Немея, вслушивались в слова приговорённого дворы и заулки Сухарного, во времена стародавние, по рассказам деда, бойко и бесперебойно снабжавшего суворовские армии, отправляя возы с провиантом на Кинбурн, на Очаков, на Измаил…

– Заткнулся б ты, что ли? Или одежонку женскую мне достал: валить нам отсюда надо. Секарь не ответил, ушёл и не скоро вернулся. Кинул на стул женскую кофту и чёрную юбку. Потом постоял, подумал, бережно вынул заточку: с наборной ручкой, мастерски выостренную из длинной отвёртки. Тихо, как сомлелый, прилёг на тюфяк, взмолился:

– Ткни сюда, – заголив левое подреберье, обозначил он пальцем точку между пятым и шестым ребром.

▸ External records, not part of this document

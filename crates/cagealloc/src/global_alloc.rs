//! `core::alloc::GlobalAlloc` adapter over the dispatch table, for Rust
//! programs that want to opt in with `#[global_allocator]`.

use crate::dispatch::{self, AllocToken};
use core::alloc::{GlobalAlloc, Layout};

pub struct CageAlloc;

unsafe impl GlobalAlloc for CageAlloc {
    unsafe fn alloc(&self, layout: Layout) -> *mut u8 {
        dispatch::allocator(AllocToken::DEFAULT).try_alloc_aligned(
            layout.align(),
            layout.size(),
            false,
        )
    }

    unsafe fn dealloc(&self, ptr: *mut u8, layout: Layout) {
        dispatch::free_with_size_and_alignment(
            ptr,
            layout.size(),
            layout.align(),
            core::ptr::null_mut(),
        );
    }

    unsafe fn alloc_zeroed(&self, layout: Layout) -> *mut u8 {
        dispatch::allocator(AllocToken::DEFAULT).try_alloc_aligned(
            layout.align(),
            layout.size(),
            true,
        )
    }

    unsafe fn realloc(&self, ptr: *mut u8, layout: Layout, new_size: usize) -> *mut u8 {
        if layout.align() <= crate::bucket::MIN_BUCKETED_SIZE {
            return dispatch::realloc_unchecked(
                ptr,
                new_size,
                AllocToken::DEFAULT,
                core::ptr::null_mut(),
            );
        }
        dispatch::aligned_realloc_unchecked(
            ptr,
            new_size,
            layout.align(),
            AllocToken::DEFAULT,
            core::ptr::null_mut(),
        )
    }
}
/// # Safety
/// Standard allocator contract.
pub unsafe fn alloc_unchecked(size: usize, token: AllocToken, _ctx: *mut c_void) -> *mut u8 {
    allocator(token).try_alloc(size, false)
}

/// # Safety
/// Standard allocator contract. The `n * size` product is overflow-checked.
pub unsafe fn alloc_zero_initialized(
    n: usize,
    size: usize,
    token: AllocToken,
    _ctx: *mut c_void,
) -> *mut u8 {
    let Some(total) = n.checked_mul(size) else {
        handle_out_of_memory(usize::MAX);
    };
    allocator(token).alloc(total, true)
}

/// # Safety
/// Standard allocator contract. `alignment` must be a power of two.
pub unsafe fn alloc_aligned(
    alignment: usize,
    size: usize,
    token: AllocToken,
    _ctx: *mut c_void,
) -> *mut u8 {
    if !alignment.is_power_of_two() {
        abort_with_message("cagealloc: alloc_aligned with non-power-of-two alignment\n");
    }
    let ptr = allocator(token).try_alloc_aligned(alignment, size, false);
    if ptr.is_null() {
        handle_out_of_memory(size);
    }
    ptr
}

unsafe fn realloc_impl(
    ptr: *mut u8,
    size: usize,
    token: AllocToken,
    checked: bool,
) -> *mut u8 {
    #[cfg(target_os = "macos")]
    if !ptr.is_null() && !address_space::is_managed(ptr as usize) {
        // A zone-dispatched platform handed us a foreign region; forward to
        // the system allocator, which routes it to the right zone.
        return libc::realloc(ptr as *mut c_void, size) as *mut u8;
    }

    if ptr.is_null() {
        return if checked {
            allocator(token).alloc(size, false)
        } else {
            allocator(token).try_alloc(size, false)
        };
    }
    if size == 0 {
        // realloc(p, 0) is a free.
        free(ptr, core::ptr::null_mut());
        return core::ptr::null_mut();
    }

    // The owning root comes from the address, not the token; the token only
    // matters when this degenerates to a fresh allocation.
    let old_root = root_of(ptr);
    let old_usable = old_root.get_usable_size(ptr);
    if size <= old_usable && old_root.good_size(size) == old_usable {
        // Still the best-fitting slot.
        return ptr;
    }

    let new_ptr = if checked {
        allocator(token).alloc(size, false)
    } else {
        allocator(token).try_alloc(size, false)
    };
    if new_ptr.is_null() {
        // The original block is unchanged on failure.
        return core::ptr::null_mut();
    }
    core::ptr::copy_nonoverlapping(ptr, new_ptr, old_usable.min(size));
    old_root.free(ptr);
    new_ptr
}

/// # Safety
/// `ptr` must be null, a live allocation, or (on zone-dispatched platforms)
/// a foreign region.
pub unsafe fn realloc(ptr: *mut u8, size: usize, token: AllocToken, _ctx: *mut c_void) -> *mut u8 {
    realloc_impl(ptr, size, token, true)
}

/// # Safety
/// See `realloc`.
pub unsafe fn realloc_unchecked(
    ptr: *mut u8,
    size: usize,
    token: AllocToken,
    _ctx: *mut c_void,
) -> *mut u8 {
    realloc_impl(ptr, size, token, false)
}

unsafe fn aligned_realloc_impl(
    ptr: *mut u8,
    size: usize,
    alignment: usize,
    token: AllocToken,
    checked: bool,
) -> *mut u8 {
    let mut new_ptr = core::ptr::null_mut();
    if size > 0 {
        if !alignment.is_power_of_two() {
            abort_with_message("cagealloc: aligned_realloc with non-power-of-two alignment\n");
        }
        new_ptr = allocator(token).try_alloc_aligned(alignment, size, false);
        if new_ptr.is_null() && checked {
            handle_out_of_memory(size);
        }
    } else if !ptr.is_null() {
        // size == 0 and a live pointer means just "free(ptr)".
        free(ptr, core::ptr::null_mut());
    }
    // The original block is unchanged on failure.
    if new_ptr.is_null() {
        return core::ptr::null_mut();
    }
    if !ptr.is_null() {
        let old_root = root_of(ptr);
        let old_usable = old_root.get_usable_size(ptr);
        core::ptr::copy_nonoverlapping(ptr, new_ptr, old_usable.min(size));
        old_root.free(ptr);
    }
    new_ptr
}

/// Always allocates a new block and copies. The old block's alignment is not
/// compared with the new one; the returned block honors the *new* alignment
/// and no error is raised when they differ.
///
/// # Safety
/// `ptr` must be null or a live allocation.
pub unsafe fn aligned_realloc(
    ptr: *mut u8,
    size: usize,
    alignment: usize,
    token: AllocToken,
    _ctx: *mut c_void,
) -> *mut u8 {
    aligned_realloc_impl(ptr, size, alignment, token, true)
}

/// # Safety
/// See `aligned_realloc`.
pub unsafe fn aligned_realloc_unchecked(
    ptr: *mut u8,
    size: usize,
    alignment: usize,
    token: AllocToken,
    _ctx: *mut c_void,
) -> *mut u8 {
    aligned_realloc_impl(ptr, size, alignment, token, false)
}

#[cold]
unsafe fn free_foreign(ptr: *mut u8) {
    #[cfg(target_os = "macos")]
    {
        // Zone-dispatched platform: the region belongs to another zone.
        libc::free(ptr as *mut c_void);
    }
    #[cfg(not(target_os = "macos"))]
    {
        let _ = ptr;
        abort_with_message("cagealloc: free() of a pointer we do not own\n");
    }
}

/// # Safety
/// `ptr` must be null, a live allocation, or (on zone-dispatched platforms)
/// a foreign region.
pub unsafe fn free(ptr: *mut u8, _ctx: *mut c_void) {
    if ptr.is_null() {
        return;
    }
    if !address_space::is_managed(ptr as usize) {
        return free_foreign(ptr);
    }
    root_of(ptr).free(ptr);
}

/// # Safety
/// See `free`. `size` must be the requested size of the allocation.
pub unsafe fn free_with_size(ptr: *mut u8, size: usize, _ctx: *mut c_void) {
    if ptr.is_null() {
        return;
    }
    if !address_space::is_managed(ptr as usize) {
        return free_foreign(ptr);
    }
    let root = root_of(ptr);
    if root.settings().strict_size_check && size > root.get_usable_size(ptr) {
        abort_with_message("cagealloc: free() size does not match the allocation\n");
    }
    root.free(ptr);
}

/// # Safety
/// See `free`. `alignment` must match the allocation's alignment.
pub unsafe fn free_with_alignment(ptr: *mut u8, alignment: usize, _ctx: *mut c_void) {
    debug_assert!(alignment.is_power_of_two());
    debug_assert!(ptr.is_null() || (ptr as usize) & (alignment - 1) == 0);
    free(ptr, _ctx);
}

/// # Safety
/// See `free_with_size` and `free_with_alignment`.
pub unsafe fn free_with_size_and_alignment(
    ptr: *mut u8,
    size: usize,
    alignment: usize,
    _ctx: *mut c_void,
) {
    debug_assert!(alignment.is_power_of_two());
    debug_assert!(ptr.is_null() || (ptr as usize) & (alignment - 1) == 0);
    free_with_size(ptr, size, _ctx);
}

/// Returns 0 for pointers the allocator does not own; zone dispatching
/// relies on that to probe ownership.
///
/// # Safety
/// A managed `ptr` must be a live allocation.
pub unsafe fn get_size_estimate(ptr: *mut u8, _ctx: *mut c_void) -> usize {
    if ptr.is_null() || !address_space::is_managed(ptr as usize) {
        return 0;
    }
    let root = root_of(ptr);
    root.get_usable_size(ptr)
}

/// Sequentially allocate `num_requested` blocks of `size` bytes. Aborts on
/// any allocation failure.
///
/// # Safety
/// `results` must have room for `num_requested` pointers.
pub unsafe fn batch_malloc(
    size: usize,
    results: *mut *mut u8,
    num_requested: usize,
    token: AllocToken,
    _ctx: *mut c_void,
) -> usize {
    let root = allocator(token);
    for i in 0..num_requested {
        results.add(i).write(root.alloc(size, false));
    }
    num_requested
}

/// Sequentially free `num` blocks.
///
/// # Safety
/// Every pointer must satisfy the `free` contract.
pub unsafe fn batch_free(ptrs: *const *mut u8, num: usize, _ctx: *mut c_void) {
    for i in 0..num {
        free(ptrs.add(i).read(), _ctx);
    }
}

/// # Safety
/// Standard allocator contract.
pub unsafe fn good_size(size: usize, token: AllocToken, _ctx: *mut c_void) -> usize {
    allocator(token).good_size(size)
}

/// # Safety
/// A managed `ptr` must point into a live allocation.
pub unsafe fn claimed_address(ptr: *mut u8, _ctx: *mut c_void) -> *mut u8 {
    if ptr.is_null() || !address_space::is_managed(ptr as usize) {
        return core::ptr::null_mut();
    }
    match root_of(ptr).claimed_address(ptr) {
        Some(slot_start) => slot_start as *mut u8,
        None => core::ptr::null_mut(),
    }
}

/// Free `ptr` if this allocator owns it; otherwise hand it to the system
/// allocator on zone-dispatched platforms, and ignore it elsewhere.
///
/// # Safety
/// `ptr` must be null, a live allocation, or a foreign region.
pub unsafe fn try_free_default(ptr: *mut u8, _ctx: *mut c_void) {
    if ptr.is_null() {
        return;
    }
    if address_space::is_managed(ptr as usize) {
        root_of(ptr).free(ptr);
        return;
    }
    #[cfg(target_os = "macos")]
    libc::free(ptr as *mut c_void);
}

// ---------------------------------------------------------------------------
// One-shot configuration
// ---------------------------------------------------------------------------

/// The embedder's one-shot configuration for all roots.
#[derive(Clone, Copy, Debug, Default)]
pub struct PartitionOptions {
    pub enable_brp: bool,
    pub memory_tagging: MemoryTagging,
    pub bucket_distribution: crate::bucket::BucketDistribution,
    pub scheduler_loop_quarantine_global: QuarantineConfig,
    pub scheduler_loop_quarantine_thread_local: QuarantineConfig,
    pub scheduler_loop_quarantine_advanced_checks: QuarantineConfig,
    /// Zero slots when they return to the freelist.
    pub eventual_zeroing: bool,
    /// The shim should prefer the sized free entry points.
    pub use_free_with_size: bool,
    pub strict_size_check: bool,
}

struct ExtraConfigs {
    thread_local_quarantine: QuarantineConfig,
    advanced_checks_quarantine: QuarantineConfig,
    use_free_with_size: bool,
}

Точку эту Горя хорошо знала, проходили по анатомии.

– Ну?! Христом Богом прошу. Наскрозь проткни! Грех самому. А чую: до утра не вытерплю. Днище у меня вырвало! Днище!.. Всё зашаталась. Земля перекувырнулась. Житуха перед глазами, как закумаренная, из стороны в сторону качается. Головы безглазые. Пальцы обрубленные. Свежее говно, в мёртвых глотках дымящееся. А главное – пацаны и пацанки! Их, их за что?.. Протыкай наскрозь, дур-ра!

– У тебя днище вырвало, а у меня весь воздух из лёгких выкачали.

– Чего? Какой ещё воздух?

– А такой. Воздух Руси. Не знаю, как дальше жить буду. Так что давай вместе выбираться.

– Не. Приговорённый я. Бери заточку, протыкай, с-сука! А то сам тебя проткну!

… Горя перевела дух. Я огляделся. В «Бакинском дворике» было всё так же пусто.

– Проткнула?

– Он сам мою руку направил. И глубоко, и в точку! Помер – хлюпнуть носом не успел. Та не оглядайся ты, Тимофеич! И пугаться моих рассказов брось. Я ими тебя не испугать, укрепить хочу. Раз я выдюжила, и ты – сможешь. И все вы здесь – сможете. Но только ты вот что пойми: раз я тут, значит и война скоро здесь будет. Неширокая, неглубинная, а будет! Так что готовься.

– Заглохни! Накаркаешь тут.

– А чего мне каркать? Говорю ж тебе по-русски: предвестница войны я. А если жизнь мою дальше проследить: так я ещё и – женщина-успение!

– С кем себя равняешь, дура?!

От ярости и возмущения я вскочил, опрокинул стакан минералки на пиджак, на брюки, стал промокать салфетками. Горя рассмеялась. Беззлобно, необидно, но всё ж таки колко.

– Ну, и глуп же ты, старче. Земля наша – баба и есть. Каждые 28 лет – а день Земли, это наш год, – так вот: каждые 28 дней-годов Земля обновления требует. Чтобы всё старое, гадкое, ненужное схлынуло, а новое в положенный срок пришло. В общем: успение-воскрешение и сразу – новая жизнь! Вот оно как. В привычном обиходе, час за часом, день за днём, малая Евангельская история, для вразумления всех сирых и обиженных, на Земле затевается. Только почти никто её не видит, не слышит! И война любая, тоже, как баба: но только крикливая, грубо крашеная, капризная! Правда, и помощницей может стать, и любовницей для тех, кто смерти не боится. Короче. Война, как рвотная судорога: с болью и отвращением переносишь, а рвота выхлестнет, – и сразу полёт души! Быстрый, в пятнадцать махов! Как у «Сармата» или «Авангарда». С такой скоростью я б и сама пронеслась поверх вас, олухов царя небесного. Глянула б только разок – и уже назад к вам не вернулась. Но есть и хорошая новость. Война сама себя расходует. И не заметишь, а она уже кончилась: сперва в умах, потом на поле боя. Но самое главное: есть кое-что поважней войны!